The problem he had with Watchmen is that he was talking about its narrative, but only looked at what was in the boxes and bubbles. The art is vital to telling the narrative in comics(especially so in Watchmen). His system of measuring complexity simply doesn't work for comics. (Actually since the meaning is the most important part, it doesn't work for a lot of literature either). All of Watchmen's worth doesn't come from the quality of its art. As well as it is drawn it certainly isn't "beautiful". It comes from how it uses art and words together to tell a narrative. This is the imperative of comics.

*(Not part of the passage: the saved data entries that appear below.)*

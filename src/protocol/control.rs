//! Control Protocol Constants
//!
//! This module defines the contract shared by clients and the driver on both
//! sides of the command queue: command type ids, error codes and the channel
//! literals used for routing.
//!
//! ## Command Type Ids
//!
//! | Command              | Id     |
//! |----------------------|--------|
//! | `ADD_PUBLICATION`    | `0x01` |
//! | `REMOVE_PUBLICATION` | `0x02` |
//! | `ADD_SUBSCRIPTION`   | `0x04` |
//! | `REMOVE_SUBSCRIPTION`| `0x05` |
//! | `CLIENT_KEEPALIVE`   | `0x06` |
//! | `ADD_DESTINATION`    | `0x07` |
//! | `REMOVE_DESTINATION` | `0x08` |
//!
//! Responses travel on a separate buffer; the only response this crate emits
//! is `ON_ERROR` (`0x0F01`).

use std::fmt;

/// Command type ids sent from clients to the driver.
pub mod command {
    /// Add a publication.
    pub const ADD_PUBLICATION: i32 = 0x01;
    /// Remove a publication.
    pub const REMOVE_PUBLICATION: i32 = 0x02;
    /// Add a subscription.
    pub const ADD_SUBSCRIPTION: i32 = 0x04;
    /// Remove a subscription.
    pub const REMOVE_SUBSCRIPTION: i32 = 0x05;
    /// Keepalive from a client.
    pub const CLIENT_KEEPALIVE: i32 = 0x06;
    /// Add a destination to an existing registration.
    pub const ADD_DESTINATION: i32 = 0x07;
    /// Remove a destination from an existing registration.
    pub const REMOVE_DESTINATION: i32 = 0x08;
}

/// Response type ids sent from the driver to clients.
pub mod response {
    /// A command was rejected.
    pub const ON_ERROR: i32 = 0x0F01;
}

/// Channel for in-process (IPC) publications and subscriptions.
pub const IPC_CHANNEL: &str = "aeron:ipc";

/// Prefix marking a subscription that spies on a local network publication.
pub const SPY_PREFIX: &str = "aeron-spy:";

/// Scheme prefix every valid media channel starts with.
pub const CHANNEL_PREFIX: &str = "aeron:";

/// Error codes carried in error responses.
#[repr(i32)]
#[derive(Debug, Clone, Copy, PartialEq, Eq, Hash)]
pub enum ErrorCode {
    /// Unexpected failure, no more specific code applies
    GenericError = 0,
    /// Channel string is not acceptable to the driver
    InvalidChannel = 1,
    /// Registration id does not name a known subscription
    UnknownSubscription = 2,
    /// Registration id does not name a known publication
    UnknownPublication = 3,
    /// The channel endpoint could not be created or reached
    ChannelEndpointError = 4,
    /// Destination is not attached to the registration
    UnknownDestination = 5,
}

impl ErrorCode {
    /// Returns the wire value of this code.
    #[inline]
    pub fn value(self) -> i32 {
        self as i32
    }

    /// Maps a wire value back to a code.
    ///
    /// Values this version does not know map to `GenericError` so that newer
    /// drivers can add codes without breaking older clients.
    pub fn from_i32(value: i32) -> Self {
        match value {
            1 => Self::InvalidChannel,
            2 => Self::UnknownSubscription,
            3 => Self::UnknownPublication,
            4 => Self::ChannelEndpointError,
            5 => Self::UnknownDestination,
            _ => Self::GenericError,
        }
    }

    /// Canonical upper-case name.
    pub fn as_str(self) -> &'static str {
        match self {
            Self::GenericError => "GENERIC_ERROR",
            Self::InvalidChannel => "INVALID_CHANNEL",
            Self::UnknownSubscription => "UNKNOWN_SUBSCRIPTION",
            Self::UnknownPublication => "UNKNOWN_PUBLICATION",
            Self::ChannelEndpointError => "CHANNEL_ENDPOINT_ERROR",
            Self::UnknownDestination => "UNKNOWN_DESTINATION",
        }
    }
}

impl fmt::Display for ErrorCode {
    fn fmt(&self, f: &mut fmt::Formatter<'_>) -> fmt::Result {
        f.write_str(self.as_str())
    }
}

/// Human-readable name of a command type id, used in log output.
pub fn command_name(msg_type_id: i32) -> &'static str {
    match msg_type_id {
        command::ADD_PUBLICATION => "ADD_PUBLICATION",
        command::REMOVE_PUBLICATION => "REMOVE_PUBLICATION",
        command::ADD_SUBSCRIPTION => "ADD_SUBSCRIPTION",
        command::REMOVE_SUBSCRIPTION => "REMOVE_SUBSCRIPTION",
        command::CLIENT_KEEPALIVE => "CLIENT_KEEPALIVE",
        command::ADD_DESTINATION => "ADD_DESTINATION",
        command::REMOVE_DESTINATION => "REMOVE_DESTINATION",
        _ => "UNKNOWN",
    }
}

#[cfg(test)]
mod tests {
    use super::*;

    #[test]
    fn test_error_code_wire_values() {
        assert_eq!(ErrorCode::GenericError.value(), 0);
        assert_eq!(ErrorCode::InvalidChannel.value(), 1);
        assert_eq!(ErrorCode::UnknownPublication.value(), 3);
        assert_eq!(ErrorCode::from_i32(2), ErrorCode::UnknownSubscription);
    }

    #[test]
    fn test_unknown_error_code_is_generic() {
        assert_eq!(ErrorCode::from_i32(42), ErrorCode::GenericError);
        assert_eq!(ErrorCode::from_i32(-1), ErrorCode::GenericError);
    }

    #[test]
    fn test_spy_prefix_is_not_ipc() {
        assert!(!SPY_PREFIX.starts_with(IPC_CHANNEL));
        assert!(IPC_CHANNEL.starts_with(CHANNEL_PREFIX));
    }

    #[test]
    fn test_command_names() {
        assert_eq!(command_name(command::ADD_SUBSCRIPTION), "ADD_SUBSCRIPTION");
        assert_eq!(command_name(0x7F), "UNKNOWN");
    }
}
//! Monotonic Counters
//!
//! Counters are cheap, lock-free handles over a shared `AtomicU64`. Cloning a
//! counter clones the handle, not the value: every clone observes and bumps
//! the same count. This is how the dispatcher, the client proxy and the
//! background stats reporter share them without ambient globals.

use std::sync::atomic::{AtomicU64, Ordering};
use std::sync::Arc;

/// A shared, monotonically increasing counter.
#[derive(Debug, Clone, Default)]
pub struct AtomicCounter {
    value: Arc<AtomicU64>,
}

impl AtomicCounter {
    pub fn new() -> Self {
        Self::default()
    }

    /// Adds one and returns the previous value.
    #[inline]
    pub fn increment(&self) -> u64 {
        self.value.fetch_add(1, Ordering::Relaxed)
    }

    /// Adds `delta` and returns the previous value.
    #[inline]
    pub fn add(&self, delta: u64) -> u64 {
        self.value.fetch_add(delta, Ordering::Relaxed)
    }

    /// Current value.
    #[inline]
    pub fn get(&self) -> u64 {
        self.value.load(Ordering::Relaxed)
    }
}

/// Counters exposed by a running driver.
#[derive(Debug, Clone, Default)]
pub struct SystemCounters {
    /// Commands that failed, by rejection or unexpected fault
    pub errors: AtomicCounter,
    /// Commands handed to the dispatcher, including failed ones
    pub commands_received: AtomicCounter,
    /// Records with a type id the dispatcher does not know
    pub unknown_commands: AtomicCounter,
    /// Error responses dropped because the response buffer was full
    pub dropped_responses: AtomicCounter,
    /// Clients removed after missing their keepalive deadline
    pub client_timeouts: AtomicCounter,
}

impl SystemCounters {
    pub fn new() -> Self {
        Self::default()
    }
}
//! In-Memory Registration Conductor
//!
//! [`RegistrationConductor`] keeps the registration tables of a driver:
//! publications and subscriptions keyed by the correlation id of the command
//! that created them, the extra destinations attached to each, and the
//! liveness of every client that owns a registration.
//!
//! ## Client Liveness
//!
//! Every add command and every keepalive refreshes the sending client's
//! deadline. [`RegistrationConductor::do_work`] runs as part of the duty
//! cycle, advances the conductor's clock and removes clients that have been
//! silent for longer than the liveness timeout, together with everything
//! they registered.
//!
//! ## Rejections
//!
//! | Situation                                 | Code                   |
//! |-------------------------------------------|------------------------|
//! | Channel without the `aeron:` scheme       | `INVALID_CHANNEL`      |
//! | Remove of an unknown publication          | `UNKNOWN_PUBLICATION`  |
//! | Remove of an unknown subscription         | `UNKNOWN_SUBSCRIPTION` |
//! | Destination on an unknown registration    | `UNKNOWN_PUBLICATION`  |
//! | Destination on an IPC or spy registration | `INVALID_CHANNEL`      |
//! | Remove of a destination not attached      | `UNKNOWN_DESTINATION`  |

use crate::conductor::DriverConductor;
use crate::errors::{AtomicCounter, CommandError, CommandResult};
use crate::protocol::{ErrorCode, CHANNEL_PREFIX};
use std::collections::HashMap;
use std::time::Duration;
use tracing::{debug, info};

/// Default time a client may stay silent before it is removed.
pub const DEFAULT_CLIENT_LIVENESS_TIMEOUT: Duration = Duration::from_secs(10);

/// Which subsystem owns a registration.
#[derive(Debug, Clone, Copy, PartialEq, Eq, Hash)]
pub enum Route {
    /// In-process shared memory
    Ipc,
    /// Local view of a network publication
    Spy,
    /// Network media endpoint
    Network,
}

/// A publication or subscription.
#[derive(Debug, Clone, PartialEq, Eq)]
pub struct Registration {
    /// Correlation id of the add command
    pub registration_id: i64,
    pub client_id: i64,
    pub stream_id: i32,
    pub channel: String,
    pub route: Route,
    /// Extra destinations attached with ADD_DESTINATION
    pub destinations: Vec<String>,
}

/// Liveness state of a client.
#[derive(Debug, Clone, Copy, PartialEq, Eq)]
pub struct ClientSession {
    pub client_id: i64,
    /// Conductor clock at the last command or keepalive (ms)
    pub last_keepalive_ms: i64,
}

/// Conductor backed by in-memory registration tables.
#[derive(Debug)]
pub struct RegistrationConductor {
    publications: HashMap<i64, Registration>,
    subscriptions: HashMap<i64, Registration>,
    clients: HashMap<i64, ClientSession>,
    liveness_timeout_ms: i64,
    /// Clock cached by `do_work`, so commands need no time source of their own
    now_ms: i64,
    client_timeouts: AtomicCounter,
}

impl Default for RegistrationConductor {
    fn default() -> Self {
        Self::new(DEFAULT_CLIENT_LIVENESS_TIMEOUT, AtomicCounter::new())
    }
}
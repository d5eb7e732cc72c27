//! Driver Hosting Module
//!
//! Everything needed to run the dispatcher as a live driver:
//!
//! - [`DriverConfig`]: buffer sizes, timeouts and intervals
//! - [`DriverAgent`]: one duty cycle of command draining and housekeeping
//! - [`AgentRunner`]: runs the agent on a dedicated thread
//! - [`StatsReporter`]: a Tokio task that logs counters periodically
//!
//! The duty cycle busy-polls the command queue, so it runs on a plain OS
//! thread and never on a Tokio worker.

pub mod config;
pub mod duty_cycle;
pub mod reporter;

pub use config::DriverConfig;
pub use duty_cycle::{AgentRunner, DriverAgent};
pub use reporter::{StatsReporter, StatsSnapshot};
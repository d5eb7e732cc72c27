//! Command Queue Module
//!
//! The command queue is the single point of concurrent access in the driver:
//! many client threads write commands into it without blocking, and the
//! driver's duty cycle thread drains them in order.
//!
//! ## Architecture
//!
//! ```text
//!  ┌──────────┐  ┌──────────┐  ┌──────────┐
//!  │ Client A │  │ Client B │  │ Client C │     write() - CAS on tail
//!  └────┬─────┘  └────┬─────┘  └────┬─────┘
//!       │             │             │
//!       ▼             ▼             ▼
//! ┌─────────────────────────────────────────┐
//! │          ManyToOneRingBuffer            │
//! │  [len|type|payload][len|type|payload].. │
//! └────────────────────┬────────────────────┘
//!                      │ read(handler, limit)
//!                      ▼
//!             ┌──────────────────┐
//!             │RingBufferConsumer│  (exactly one)
//!             └──────────────────┘
//! ```
//!
//! The same buffer type carries error responses from the driver back to
//! clients.

pub mod ring_buffer;

use thiserror::Error;

pub use ring_buffer::{ManyToOneRingBuffer, RingBufferConsumer, HEADER_LENGTH};

/// Errors that can occur when using a ring buffer.
#[derive(Debug, Error, Clone, PartialEq, Eq)]
pub enum QueueError {
    /// Capacity must be a power of two and not too small
    #[error("invalid ring buffer capacity: {0}")]
    InvalidCapacity(usize),

    /// Message type ids must be positive
    #[error("invalid message type id: {0}")]
    InvalidMessageType(i32),

    /// The payload exceeds the maximum record size
    #[error("message too long: {length} bytes (max: {max})")]
    MessageTooLong { length: usize, max: usize },

    /// Not enough free space for the record right now
    #[error("insufficient capacity in ring buffer")]
    InsufficientCapacity,

    /// Another consumer already owns the reading side
    #[error("ring buffer consumer already claimed")]
    ConsumerClaimed,
}

/// Result type for queue operations.
pub type QueueResult<T> = Result<T, QueueError>;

As for your analogy I am taking a guess in thinking you are trying to say people can enjoy storylines and graphics in videogames? Sure, why not. Hell some games are only good for their graphics(and so on), but then again those games are complete trash.
And there's the pay off
Tell me what the anime Big O was really about. Or the first season of Darker then Black. Samurai Jack was a great cartoon and ahead of its time/behind its time as most cartoons now have just degraded into Bleach/Naruto or Chowder. The fact that Jack didn't even need much dialogue and could portray an entire episode by mere action is enough to say it was sophisticated.
lol I'm not going to watch that shit
Samurai Jack didn't have much of a story to tell. Without a sophisticated story you don't need sophisticated dialogue. It "portrayed an entire episode by mere action" because the entire show was about servicing that action.
And BRP, by using my amazing powers of English Reading, I can tell you, the masterfulness is written as separate from its index of 19.2. The word 'while' is important BRosePh.
There's more to storytelling than the storyline, especially when we're talking about moving pictures. Samurai Jack painted things in broad strokes, allowing the feeling of each scene to carry the story. It's not complicated, but its well designed. There's been a lot of thought put into each shot's composition and use of color, as well as how one shot follows the next.
One of the big failings of popular cartoons or sitcom style shows in general (Family Guy, etc.) is that they don't utilize any of this. The dialogue carries everything; characters stand around and talk at eachother. This is done on purpose, because the people who made it know that viewers are likely to get up and move around during the show, or not be paying attention... they're aiming low. You can probably follow most of an episode without even looking at the screen.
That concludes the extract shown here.